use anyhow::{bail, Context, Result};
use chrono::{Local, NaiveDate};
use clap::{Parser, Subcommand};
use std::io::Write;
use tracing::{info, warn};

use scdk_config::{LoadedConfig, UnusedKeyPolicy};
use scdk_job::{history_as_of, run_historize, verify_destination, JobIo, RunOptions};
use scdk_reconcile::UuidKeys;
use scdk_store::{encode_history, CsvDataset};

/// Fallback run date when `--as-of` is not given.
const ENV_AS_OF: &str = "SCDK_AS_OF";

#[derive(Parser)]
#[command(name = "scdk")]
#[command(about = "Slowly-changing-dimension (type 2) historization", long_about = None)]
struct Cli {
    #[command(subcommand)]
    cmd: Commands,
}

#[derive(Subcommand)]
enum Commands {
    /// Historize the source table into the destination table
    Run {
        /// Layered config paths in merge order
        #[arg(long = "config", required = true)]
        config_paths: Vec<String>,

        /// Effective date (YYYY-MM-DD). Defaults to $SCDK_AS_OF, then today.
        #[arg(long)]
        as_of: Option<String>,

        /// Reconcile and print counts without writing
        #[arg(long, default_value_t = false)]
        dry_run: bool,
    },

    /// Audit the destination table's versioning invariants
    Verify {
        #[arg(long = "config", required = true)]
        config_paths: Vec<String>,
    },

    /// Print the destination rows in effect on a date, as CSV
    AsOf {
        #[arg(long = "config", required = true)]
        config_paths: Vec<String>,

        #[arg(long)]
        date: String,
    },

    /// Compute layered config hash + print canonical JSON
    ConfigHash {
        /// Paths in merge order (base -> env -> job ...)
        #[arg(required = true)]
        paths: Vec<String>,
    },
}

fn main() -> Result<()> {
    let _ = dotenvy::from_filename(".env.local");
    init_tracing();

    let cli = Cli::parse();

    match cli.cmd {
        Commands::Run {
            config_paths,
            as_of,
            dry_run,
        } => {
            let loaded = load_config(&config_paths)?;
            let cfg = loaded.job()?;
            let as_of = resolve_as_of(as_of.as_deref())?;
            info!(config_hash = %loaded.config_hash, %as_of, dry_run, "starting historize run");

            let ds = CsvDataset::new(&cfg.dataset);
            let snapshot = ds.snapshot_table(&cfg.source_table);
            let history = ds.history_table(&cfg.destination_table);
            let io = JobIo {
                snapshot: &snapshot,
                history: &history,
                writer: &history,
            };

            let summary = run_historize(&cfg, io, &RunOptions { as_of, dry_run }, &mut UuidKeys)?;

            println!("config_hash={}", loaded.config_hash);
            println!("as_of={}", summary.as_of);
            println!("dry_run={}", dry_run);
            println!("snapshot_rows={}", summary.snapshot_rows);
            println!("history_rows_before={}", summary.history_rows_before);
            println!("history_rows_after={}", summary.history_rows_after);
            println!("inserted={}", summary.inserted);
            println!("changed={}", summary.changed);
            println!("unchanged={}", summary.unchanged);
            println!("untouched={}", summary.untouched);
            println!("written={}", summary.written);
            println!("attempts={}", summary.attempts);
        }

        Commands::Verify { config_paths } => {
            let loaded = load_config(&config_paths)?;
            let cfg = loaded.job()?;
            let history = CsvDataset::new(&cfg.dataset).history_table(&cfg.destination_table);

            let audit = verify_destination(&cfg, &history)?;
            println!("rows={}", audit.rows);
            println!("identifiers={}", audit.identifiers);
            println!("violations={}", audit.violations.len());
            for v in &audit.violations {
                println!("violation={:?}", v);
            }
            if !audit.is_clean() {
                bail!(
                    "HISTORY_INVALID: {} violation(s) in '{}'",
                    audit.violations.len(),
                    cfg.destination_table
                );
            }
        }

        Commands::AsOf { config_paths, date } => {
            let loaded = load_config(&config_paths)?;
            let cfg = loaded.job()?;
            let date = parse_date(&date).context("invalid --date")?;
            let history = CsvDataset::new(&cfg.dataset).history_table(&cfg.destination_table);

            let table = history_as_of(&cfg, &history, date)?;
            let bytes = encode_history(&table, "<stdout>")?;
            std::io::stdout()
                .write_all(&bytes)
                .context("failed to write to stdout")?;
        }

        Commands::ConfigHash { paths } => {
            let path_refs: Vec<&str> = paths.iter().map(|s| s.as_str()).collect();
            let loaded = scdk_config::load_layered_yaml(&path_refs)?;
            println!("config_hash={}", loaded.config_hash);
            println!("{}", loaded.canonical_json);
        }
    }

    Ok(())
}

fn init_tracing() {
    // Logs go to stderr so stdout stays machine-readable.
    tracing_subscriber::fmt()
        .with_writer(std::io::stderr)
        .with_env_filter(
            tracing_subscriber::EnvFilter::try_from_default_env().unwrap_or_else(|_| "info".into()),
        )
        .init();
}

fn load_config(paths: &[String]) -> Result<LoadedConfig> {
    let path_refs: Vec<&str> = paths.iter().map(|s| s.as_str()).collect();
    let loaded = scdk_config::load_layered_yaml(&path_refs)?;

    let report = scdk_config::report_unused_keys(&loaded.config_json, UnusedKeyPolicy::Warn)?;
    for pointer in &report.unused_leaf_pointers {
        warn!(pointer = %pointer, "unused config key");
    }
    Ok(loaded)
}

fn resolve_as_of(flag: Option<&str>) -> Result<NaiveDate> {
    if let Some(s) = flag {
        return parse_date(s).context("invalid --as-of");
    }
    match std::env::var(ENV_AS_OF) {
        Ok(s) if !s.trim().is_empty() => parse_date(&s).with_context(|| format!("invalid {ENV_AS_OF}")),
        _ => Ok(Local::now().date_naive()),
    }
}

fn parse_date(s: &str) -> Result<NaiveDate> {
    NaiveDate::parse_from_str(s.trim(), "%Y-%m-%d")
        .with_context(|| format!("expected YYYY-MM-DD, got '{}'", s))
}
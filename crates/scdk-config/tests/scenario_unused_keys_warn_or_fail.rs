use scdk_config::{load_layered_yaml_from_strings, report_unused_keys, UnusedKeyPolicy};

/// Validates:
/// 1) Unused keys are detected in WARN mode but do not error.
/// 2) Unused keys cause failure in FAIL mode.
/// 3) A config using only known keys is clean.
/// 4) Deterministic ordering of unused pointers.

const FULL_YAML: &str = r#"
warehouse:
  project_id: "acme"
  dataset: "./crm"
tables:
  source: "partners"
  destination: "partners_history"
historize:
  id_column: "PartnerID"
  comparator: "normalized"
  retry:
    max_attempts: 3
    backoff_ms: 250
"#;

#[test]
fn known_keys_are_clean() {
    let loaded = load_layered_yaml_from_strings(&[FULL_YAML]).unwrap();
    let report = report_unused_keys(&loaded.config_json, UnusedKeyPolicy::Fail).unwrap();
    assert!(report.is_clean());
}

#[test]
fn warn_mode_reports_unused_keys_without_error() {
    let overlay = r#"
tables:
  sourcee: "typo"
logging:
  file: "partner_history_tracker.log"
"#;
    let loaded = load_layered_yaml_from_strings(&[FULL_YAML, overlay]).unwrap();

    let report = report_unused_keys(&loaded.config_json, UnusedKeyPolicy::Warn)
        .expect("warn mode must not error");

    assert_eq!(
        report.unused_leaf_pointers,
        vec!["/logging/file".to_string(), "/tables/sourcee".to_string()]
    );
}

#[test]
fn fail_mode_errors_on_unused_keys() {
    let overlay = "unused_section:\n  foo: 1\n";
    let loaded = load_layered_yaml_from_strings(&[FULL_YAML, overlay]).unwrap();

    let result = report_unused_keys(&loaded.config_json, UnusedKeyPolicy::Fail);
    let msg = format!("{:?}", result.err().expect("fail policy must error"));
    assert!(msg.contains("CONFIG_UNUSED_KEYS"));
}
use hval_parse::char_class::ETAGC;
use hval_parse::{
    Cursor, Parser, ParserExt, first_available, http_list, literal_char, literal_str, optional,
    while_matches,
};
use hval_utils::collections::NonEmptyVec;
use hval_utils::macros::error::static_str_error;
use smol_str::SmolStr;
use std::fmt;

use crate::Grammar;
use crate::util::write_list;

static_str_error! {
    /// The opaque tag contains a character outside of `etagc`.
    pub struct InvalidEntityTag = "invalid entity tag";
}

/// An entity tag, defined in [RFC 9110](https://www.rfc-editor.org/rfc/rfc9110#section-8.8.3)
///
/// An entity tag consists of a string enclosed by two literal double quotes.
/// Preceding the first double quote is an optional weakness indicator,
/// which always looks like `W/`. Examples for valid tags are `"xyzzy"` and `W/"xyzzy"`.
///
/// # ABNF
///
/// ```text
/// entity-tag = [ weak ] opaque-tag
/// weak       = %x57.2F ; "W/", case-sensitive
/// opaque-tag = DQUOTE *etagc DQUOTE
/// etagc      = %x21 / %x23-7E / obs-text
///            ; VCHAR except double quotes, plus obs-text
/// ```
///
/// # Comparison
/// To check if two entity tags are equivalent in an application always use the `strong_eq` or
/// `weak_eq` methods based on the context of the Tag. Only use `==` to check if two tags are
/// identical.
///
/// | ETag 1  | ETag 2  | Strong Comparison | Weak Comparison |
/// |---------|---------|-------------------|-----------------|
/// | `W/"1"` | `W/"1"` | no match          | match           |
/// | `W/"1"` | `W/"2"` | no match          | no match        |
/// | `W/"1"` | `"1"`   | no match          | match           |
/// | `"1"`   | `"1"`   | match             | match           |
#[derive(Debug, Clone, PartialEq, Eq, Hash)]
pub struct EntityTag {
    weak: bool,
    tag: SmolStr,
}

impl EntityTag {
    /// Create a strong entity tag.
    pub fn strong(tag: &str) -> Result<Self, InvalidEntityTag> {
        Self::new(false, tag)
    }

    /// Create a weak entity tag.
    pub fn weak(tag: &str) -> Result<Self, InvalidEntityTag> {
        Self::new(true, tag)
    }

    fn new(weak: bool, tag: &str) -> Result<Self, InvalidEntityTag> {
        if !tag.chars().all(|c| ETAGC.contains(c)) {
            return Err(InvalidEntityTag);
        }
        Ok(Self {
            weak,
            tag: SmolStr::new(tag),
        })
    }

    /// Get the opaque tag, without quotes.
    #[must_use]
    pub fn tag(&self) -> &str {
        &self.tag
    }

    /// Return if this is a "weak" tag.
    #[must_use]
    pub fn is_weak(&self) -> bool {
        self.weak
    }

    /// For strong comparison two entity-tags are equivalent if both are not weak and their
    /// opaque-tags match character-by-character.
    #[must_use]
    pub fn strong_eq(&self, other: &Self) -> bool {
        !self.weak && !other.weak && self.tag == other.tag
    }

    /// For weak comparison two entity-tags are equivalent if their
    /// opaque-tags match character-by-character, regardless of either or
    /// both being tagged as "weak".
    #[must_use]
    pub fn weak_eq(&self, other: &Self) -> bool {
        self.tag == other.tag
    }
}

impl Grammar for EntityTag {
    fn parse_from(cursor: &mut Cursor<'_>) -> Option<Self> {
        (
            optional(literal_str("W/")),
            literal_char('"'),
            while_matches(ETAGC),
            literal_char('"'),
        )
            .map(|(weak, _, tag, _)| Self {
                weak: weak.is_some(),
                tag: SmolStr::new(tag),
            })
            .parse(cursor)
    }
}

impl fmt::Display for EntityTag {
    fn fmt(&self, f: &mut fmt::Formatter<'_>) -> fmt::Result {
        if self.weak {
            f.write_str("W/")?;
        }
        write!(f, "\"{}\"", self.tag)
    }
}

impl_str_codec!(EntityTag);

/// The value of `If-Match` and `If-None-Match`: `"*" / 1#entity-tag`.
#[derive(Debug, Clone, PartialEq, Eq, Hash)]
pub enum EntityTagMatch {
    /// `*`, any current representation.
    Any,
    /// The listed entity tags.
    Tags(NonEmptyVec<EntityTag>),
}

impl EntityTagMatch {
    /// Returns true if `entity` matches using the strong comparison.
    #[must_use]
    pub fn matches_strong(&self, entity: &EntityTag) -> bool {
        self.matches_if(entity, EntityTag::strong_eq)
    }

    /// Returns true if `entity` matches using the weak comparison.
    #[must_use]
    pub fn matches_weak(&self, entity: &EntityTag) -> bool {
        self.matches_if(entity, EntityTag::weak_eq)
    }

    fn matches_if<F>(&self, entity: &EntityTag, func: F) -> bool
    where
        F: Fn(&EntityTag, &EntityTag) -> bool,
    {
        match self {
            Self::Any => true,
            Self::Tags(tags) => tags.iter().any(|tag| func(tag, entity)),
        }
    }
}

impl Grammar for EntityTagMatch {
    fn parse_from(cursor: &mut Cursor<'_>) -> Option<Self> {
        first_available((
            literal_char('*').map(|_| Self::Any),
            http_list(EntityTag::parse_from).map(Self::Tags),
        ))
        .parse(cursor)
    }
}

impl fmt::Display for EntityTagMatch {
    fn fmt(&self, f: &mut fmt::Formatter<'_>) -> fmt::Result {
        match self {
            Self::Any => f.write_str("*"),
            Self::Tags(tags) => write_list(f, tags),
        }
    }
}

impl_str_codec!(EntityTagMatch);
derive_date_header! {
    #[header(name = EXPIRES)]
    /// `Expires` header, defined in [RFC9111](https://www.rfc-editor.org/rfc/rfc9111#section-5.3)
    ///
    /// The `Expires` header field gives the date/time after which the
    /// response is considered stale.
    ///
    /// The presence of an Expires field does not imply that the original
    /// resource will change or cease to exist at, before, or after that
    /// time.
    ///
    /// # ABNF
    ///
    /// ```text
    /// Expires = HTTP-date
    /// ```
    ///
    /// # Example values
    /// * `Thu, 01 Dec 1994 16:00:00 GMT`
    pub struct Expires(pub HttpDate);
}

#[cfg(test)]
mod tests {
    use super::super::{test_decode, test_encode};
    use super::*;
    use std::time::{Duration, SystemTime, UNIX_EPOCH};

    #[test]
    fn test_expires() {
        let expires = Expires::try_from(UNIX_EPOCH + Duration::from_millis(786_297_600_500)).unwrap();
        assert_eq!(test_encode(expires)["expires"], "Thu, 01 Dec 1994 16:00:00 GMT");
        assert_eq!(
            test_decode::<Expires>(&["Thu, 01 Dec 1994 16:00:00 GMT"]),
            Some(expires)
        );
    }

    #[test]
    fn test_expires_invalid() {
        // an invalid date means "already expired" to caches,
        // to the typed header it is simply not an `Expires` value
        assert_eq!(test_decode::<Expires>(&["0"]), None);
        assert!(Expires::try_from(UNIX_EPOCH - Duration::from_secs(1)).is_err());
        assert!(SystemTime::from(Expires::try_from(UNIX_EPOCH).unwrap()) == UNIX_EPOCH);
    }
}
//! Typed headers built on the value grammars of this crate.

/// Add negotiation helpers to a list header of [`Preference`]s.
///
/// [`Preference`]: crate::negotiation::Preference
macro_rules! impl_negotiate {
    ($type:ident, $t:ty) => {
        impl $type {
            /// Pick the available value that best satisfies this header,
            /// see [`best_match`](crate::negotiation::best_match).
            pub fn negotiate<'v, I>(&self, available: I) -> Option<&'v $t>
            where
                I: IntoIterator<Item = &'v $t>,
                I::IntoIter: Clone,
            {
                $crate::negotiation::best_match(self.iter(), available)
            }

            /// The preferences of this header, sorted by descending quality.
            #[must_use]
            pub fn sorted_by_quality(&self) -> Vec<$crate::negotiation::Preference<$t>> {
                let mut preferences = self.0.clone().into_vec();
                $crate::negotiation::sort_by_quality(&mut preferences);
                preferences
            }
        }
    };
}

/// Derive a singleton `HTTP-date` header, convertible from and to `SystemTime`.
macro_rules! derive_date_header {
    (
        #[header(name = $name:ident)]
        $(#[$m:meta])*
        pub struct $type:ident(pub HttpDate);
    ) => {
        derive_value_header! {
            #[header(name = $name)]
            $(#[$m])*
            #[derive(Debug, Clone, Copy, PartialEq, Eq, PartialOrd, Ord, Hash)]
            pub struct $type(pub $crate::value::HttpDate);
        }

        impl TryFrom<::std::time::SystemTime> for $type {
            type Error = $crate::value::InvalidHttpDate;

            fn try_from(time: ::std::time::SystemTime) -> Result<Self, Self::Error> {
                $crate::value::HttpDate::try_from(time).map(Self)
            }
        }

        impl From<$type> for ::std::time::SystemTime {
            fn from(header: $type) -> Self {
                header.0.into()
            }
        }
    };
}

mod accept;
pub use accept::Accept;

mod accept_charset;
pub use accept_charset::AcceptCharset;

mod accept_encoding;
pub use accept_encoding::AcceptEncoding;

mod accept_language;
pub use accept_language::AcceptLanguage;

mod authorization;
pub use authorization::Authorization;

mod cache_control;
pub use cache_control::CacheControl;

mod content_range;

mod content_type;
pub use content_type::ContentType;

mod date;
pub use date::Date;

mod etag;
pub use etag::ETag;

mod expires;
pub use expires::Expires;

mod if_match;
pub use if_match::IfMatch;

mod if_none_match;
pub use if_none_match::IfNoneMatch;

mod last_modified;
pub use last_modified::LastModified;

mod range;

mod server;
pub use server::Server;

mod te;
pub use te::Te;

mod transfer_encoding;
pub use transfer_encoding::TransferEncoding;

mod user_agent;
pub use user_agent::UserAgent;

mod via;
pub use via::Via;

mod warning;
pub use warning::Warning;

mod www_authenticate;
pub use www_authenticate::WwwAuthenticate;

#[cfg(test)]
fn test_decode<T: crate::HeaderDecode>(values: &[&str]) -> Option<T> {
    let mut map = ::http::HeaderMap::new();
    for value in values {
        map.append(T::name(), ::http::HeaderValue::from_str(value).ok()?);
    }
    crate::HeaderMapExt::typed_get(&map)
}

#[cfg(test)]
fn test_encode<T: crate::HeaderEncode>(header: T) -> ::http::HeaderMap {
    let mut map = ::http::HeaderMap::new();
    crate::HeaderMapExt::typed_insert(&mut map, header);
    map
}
================================
• **WORK ITEM**:
Scan the records for the string "field" and report each line where it occurs.

• **ANSWER TO THIS EXERCISE**:
    /// The `Expires` header field gives the date/time after which the
    /// The presence of an Expires field does not imply that the original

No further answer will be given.